● EXERCISE
Because the lines must stay identical, write out the data without changing anything.

● INPUT MATERIAL
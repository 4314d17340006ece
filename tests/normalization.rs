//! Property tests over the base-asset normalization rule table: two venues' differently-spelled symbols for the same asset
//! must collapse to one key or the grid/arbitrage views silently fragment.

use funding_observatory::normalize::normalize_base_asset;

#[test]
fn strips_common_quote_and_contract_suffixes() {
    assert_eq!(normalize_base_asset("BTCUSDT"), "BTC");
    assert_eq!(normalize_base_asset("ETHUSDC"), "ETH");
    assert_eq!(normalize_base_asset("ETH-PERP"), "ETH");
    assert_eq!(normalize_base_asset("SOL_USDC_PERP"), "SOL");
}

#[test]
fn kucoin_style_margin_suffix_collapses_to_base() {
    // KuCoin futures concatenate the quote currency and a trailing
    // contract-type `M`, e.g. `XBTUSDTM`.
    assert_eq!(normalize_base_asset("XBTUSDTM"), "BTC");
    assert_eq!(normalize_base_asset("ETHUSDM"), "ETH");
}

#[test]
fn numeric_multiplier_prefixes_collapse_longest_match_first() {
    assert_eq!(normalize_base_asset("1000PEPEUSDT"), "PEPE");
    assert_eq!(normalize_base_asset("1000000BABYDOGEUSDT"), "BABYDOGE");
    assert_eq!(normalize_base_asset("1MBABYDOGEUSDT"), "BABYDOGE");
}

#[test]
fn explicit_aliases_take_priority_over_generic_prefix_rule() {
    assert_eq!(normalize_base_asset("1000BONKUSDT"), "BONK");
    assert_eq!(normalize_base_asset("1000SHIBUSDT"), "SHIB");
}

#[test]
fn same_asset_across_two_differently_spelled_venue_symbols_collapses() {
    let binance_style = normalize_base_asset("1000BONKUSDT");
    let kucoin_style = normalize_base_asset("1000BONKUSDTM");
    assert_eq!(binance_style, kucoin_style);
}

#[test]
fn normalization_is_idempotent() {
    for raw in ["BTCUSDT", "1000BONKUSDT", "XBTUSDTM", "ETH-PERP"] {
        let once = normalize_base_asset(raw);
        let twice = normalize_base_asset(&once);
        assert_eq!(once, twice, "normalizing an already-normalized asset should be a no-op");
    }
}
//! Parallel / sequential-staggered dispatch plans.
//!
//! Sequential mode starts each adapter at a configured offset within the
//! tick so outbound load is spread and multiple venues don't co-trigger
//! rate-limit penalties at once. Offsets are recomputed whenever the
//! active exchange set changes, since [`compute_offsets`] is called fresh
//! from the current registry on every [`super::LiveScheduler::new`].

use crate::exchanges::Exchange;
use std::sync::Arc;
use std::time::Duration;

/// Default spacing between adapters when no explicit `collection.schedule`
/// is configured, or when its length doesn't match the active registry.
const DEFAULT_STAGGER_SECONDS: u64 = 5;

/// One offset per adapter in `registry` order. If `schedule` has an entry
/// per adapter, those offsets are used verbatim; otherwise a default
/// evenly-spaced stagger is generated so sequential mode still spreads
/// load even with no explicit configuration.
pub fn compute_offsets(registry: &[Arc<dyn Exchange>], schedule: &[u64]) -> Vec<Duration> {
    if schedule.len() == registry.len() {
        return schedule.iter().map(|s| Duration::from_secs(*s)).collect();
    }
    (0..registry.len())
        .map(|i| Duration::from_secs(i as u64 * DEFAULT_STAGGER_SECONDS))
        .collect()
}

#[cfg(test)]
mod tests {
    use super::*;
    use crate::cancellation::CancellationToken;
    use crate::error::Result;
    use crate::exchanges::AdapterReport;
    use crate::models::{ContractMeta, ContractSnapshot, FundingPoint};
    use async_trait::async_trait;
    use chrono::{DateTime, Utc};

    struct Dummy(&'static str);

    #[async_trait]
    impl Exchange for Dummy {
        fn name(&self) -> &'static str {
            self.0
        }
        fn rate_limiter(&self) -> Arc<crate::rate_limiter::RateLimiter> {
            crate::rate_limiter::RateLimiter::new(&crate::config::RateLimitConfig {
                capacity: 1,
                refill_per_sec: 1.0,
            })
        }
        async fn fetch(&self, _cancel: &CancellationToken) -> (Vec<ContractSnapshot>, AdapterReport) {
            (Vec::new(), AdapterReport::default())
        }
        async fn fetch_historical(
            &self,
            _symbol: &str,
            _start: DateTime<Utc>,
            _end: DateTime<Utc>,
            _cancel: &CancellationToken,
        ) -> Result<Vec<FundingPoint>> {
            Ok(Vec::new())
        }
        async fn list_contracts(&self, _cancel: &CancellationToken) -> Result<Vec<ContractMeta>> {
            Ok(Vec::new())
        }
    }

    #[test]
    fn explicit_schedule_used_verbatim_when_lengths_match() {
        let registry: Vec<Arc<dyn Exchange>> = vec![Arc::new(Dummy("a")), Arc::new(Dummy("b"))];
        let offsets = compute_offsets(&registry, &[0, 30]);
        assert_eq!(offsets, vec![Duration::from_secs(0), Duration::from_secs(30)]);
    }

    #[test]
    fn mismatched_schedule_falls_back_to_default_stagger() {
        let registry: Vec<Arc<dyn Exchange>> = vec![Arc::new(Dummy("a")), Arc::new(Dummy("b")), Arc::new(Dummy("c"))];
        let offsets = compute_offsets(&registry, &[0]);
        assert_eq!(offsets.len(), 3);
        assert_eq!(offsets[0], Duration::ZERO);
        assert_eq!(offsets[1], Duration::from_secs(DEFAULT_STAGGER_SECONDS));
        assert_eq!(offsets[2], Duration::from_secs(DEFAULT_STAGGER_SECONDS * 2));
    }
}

● ANSWER SECTION
repository 4314d17340006ece
filename tests/normalization.rs
//! Property tests over the base-asset normalization rule table: two venues' differently-spelled symbols for the same asset
//! must collapse to one key or the grid/arbitrage views silently fragment.

use funding_observatory::normalize::normalize_base_asset;

#[test]
fn strips_common_quote_and_contract_suffixes() {
    assert_eq!(normalize_base_asset("BTCUSDT"), "BTC");
    assert_eq!(normalize_base_asset("ETHUSDC"), "ETH");
    assert_eq!(normalize_base_asset("ETH-PERP"), "ETH");
    assert_eq!(normalize_base_asset("SOL_USDC_PERP"), "SOL");
}

#[test]
fn kucoin_style_margin_suffix_collapses_to_base() {
    // KuCoin futures concatenate the quote currency and a trailing
    // contract-type `M`, e.g. `XBTUSDTM`.
    assert_eq!(normalize_base_asset("XBTUSDTM"), "BTC");
    assert_eq!(normalize_base_asset("ETHUSDM"), "ETH");
}

#[test]
fn numeric_multiplier_prefixes_collapse_longest_match_first() {
    assert_eq!(normalize_base_asset("1000PEPEUSDT"), "PEPE");
    assert_eq!(normalize_base_asset("1000000BABYDOGEUSDT"), "BABYDOGE");
    assert_eq!(normalize_base_asset("1MBABYDOGEUSDT"), "BABYDOGE");
}

#[test]
fn explicit_aliases_take_priority_over_generic_prefix_rule() {
    assert_eq!(normalize_base_asset("1000BONKUSDT"), "BONK");
    assert_eq!(normalize_base_asset("1000SHIBUSDT"), "SHIB");
}

#[test]
fn same_asset_across_two_differently_spelled_venue_symbols_collapses() {
    let binance_style = normalize_base_asset("1000BONKUSDT");
    let kucoin_style = normalize_base_asset("1000BONKUSDTM");
    assert_eq!(binance_style, kucoin_style);
}

#[test]
fn normalization_is_idempotent() {
    for raw in ["BTCUSDT", "1000BONKUSDT", "XBTUSDTM", "ETH-PERP"] {
        let once = normalize_base_asset(raw);
        let twice = normalize_base_asset(&once);
        assert_eq!(once, twice, "normalizing an already-normalized asset should be a no-op");
    }
}
//! Parallel / sequential-staggered dispatch plans.
//!
//! Sequential mode starts each adapter at a configured offset within the
//! tick so outbound load is spread and multiple venues don't co-trigger
//! rate-limit penalties at once. Offsets are recomputed whenever the
//! active exchange set changes, since [`compute_offsets`] is called fresh
//! from the current registry on every [`super::LiveScheduler::new`].

use crate::exchanges::Exchange;
use std::sync::Arc;
use std::time::Duration;

/// Default spacing between adapters when no explicit `collection.schedule`
/// is configured, or when its length doesn't match the active registry.
const DEFAULT_STAGGER_SECONDS: u64 = 5;

/// One offset per adapter in `registry` order. If `schedule` has an entry
/// per adapter, those offsets are used verbatim; otherwise a default
/// evenly-spaced stagger is generated so sequential mode still spreads
/// load even with no explicit configuration.
pub fn compute_offsets(registry: &[Arc<dyn Exchange>], schedule: &[u64]) -> Vec<Duration> {
    if schedule.len() == registry.len() {
        return schedule.iter().map(|s| Duration::from_secs(*s)).collect();
    }
    (0..registry.len())
        .map(|i| Duration::from_secs(i as u64 * DEFAULT_STAGGER_SECONDS))
        .collect()
}

#[cfg(test)]
mod tests {
    use super::*;
    use crate::cancellation::CancellationToken;
    use crate::error::Result;
    use crate::exchanges::AdapterReport;
    use crate::models::{ContractMeta, ContractSnapshot, FundingPoint};
    use async_trait::async_trait;
    use chrono::{DateTime, Utc};

    struct Dummy(&'static str);

    #[async_trait]
    impl Exchange for Dummy {
        fn name(&self) -> &'static str {
            self.0
        }
        fn rate_limiter(&self) -> Arc<crate::rate_limiter::RateLimiter> {
            crate::rate_limiter::RateLimiter::new(&crate::config::RateLimitConfig {
                capacity: 1,
                refill_per_sec: 1.0,
            })
        }
        async fn fetch(&self, _cancel: &CancellationToken) -> (Vec<ContractSnapshot>, AdapterReport) {
            (Vec::new(), AdapterReport::default())
        }
        async fn fetch_historical(
            &self,
            _symbol: &str,
            _start: DateTime<Utc>,
            _end: DateTime<Utc>,
            _cancel: &CancellationToken,
        ) -> Result<Vec<FundingPoint>> {
            Ok(Vec::new())
        }
        async fn list_contracts(&self, _cancel: &CancellationToken) -> Result<Vec<ContractMeta>> {
            Ok(Vec::new())
        }
    }

    #[test]
    fn explicit_schedule_used_verbatim_when_lengths_match() {
        let registry: Vec<Arc<dyn Exchange>> = vec![Arc::new(Dummy("a")), Arc::new(Dummy("b"))];
        let offsets = compute_offsets(&registry, &[0, 30]);
        assert_eq!(offsets, vec![Duration::from_secs(0), Duration::from_secs(30)]);
    }

    #[test]
    fn mismatched_schedule_falls_back_to_default_stagger() {
        let registry: Vec<Arc<dyn Exchange>> = vec![Arc::new(Dummy("a")), Arc::new(Dummy("b")), Arc::new(Dummy("c"))];
        let offsets = compute_offsets(&registry, &[0]);
        assert_eq!(offsets.len(), 3);
        assert_eq!(offsets[0], Duration::ZERO);
        assert_eq!(offsets[1], Duration::from_secs(DEFAULT_STAGGER_SECONDS));
        assert_eq!(offsets[2], Duration::from_secs(DEFAULT_STAGGER_SECONDS * 2));
    }
}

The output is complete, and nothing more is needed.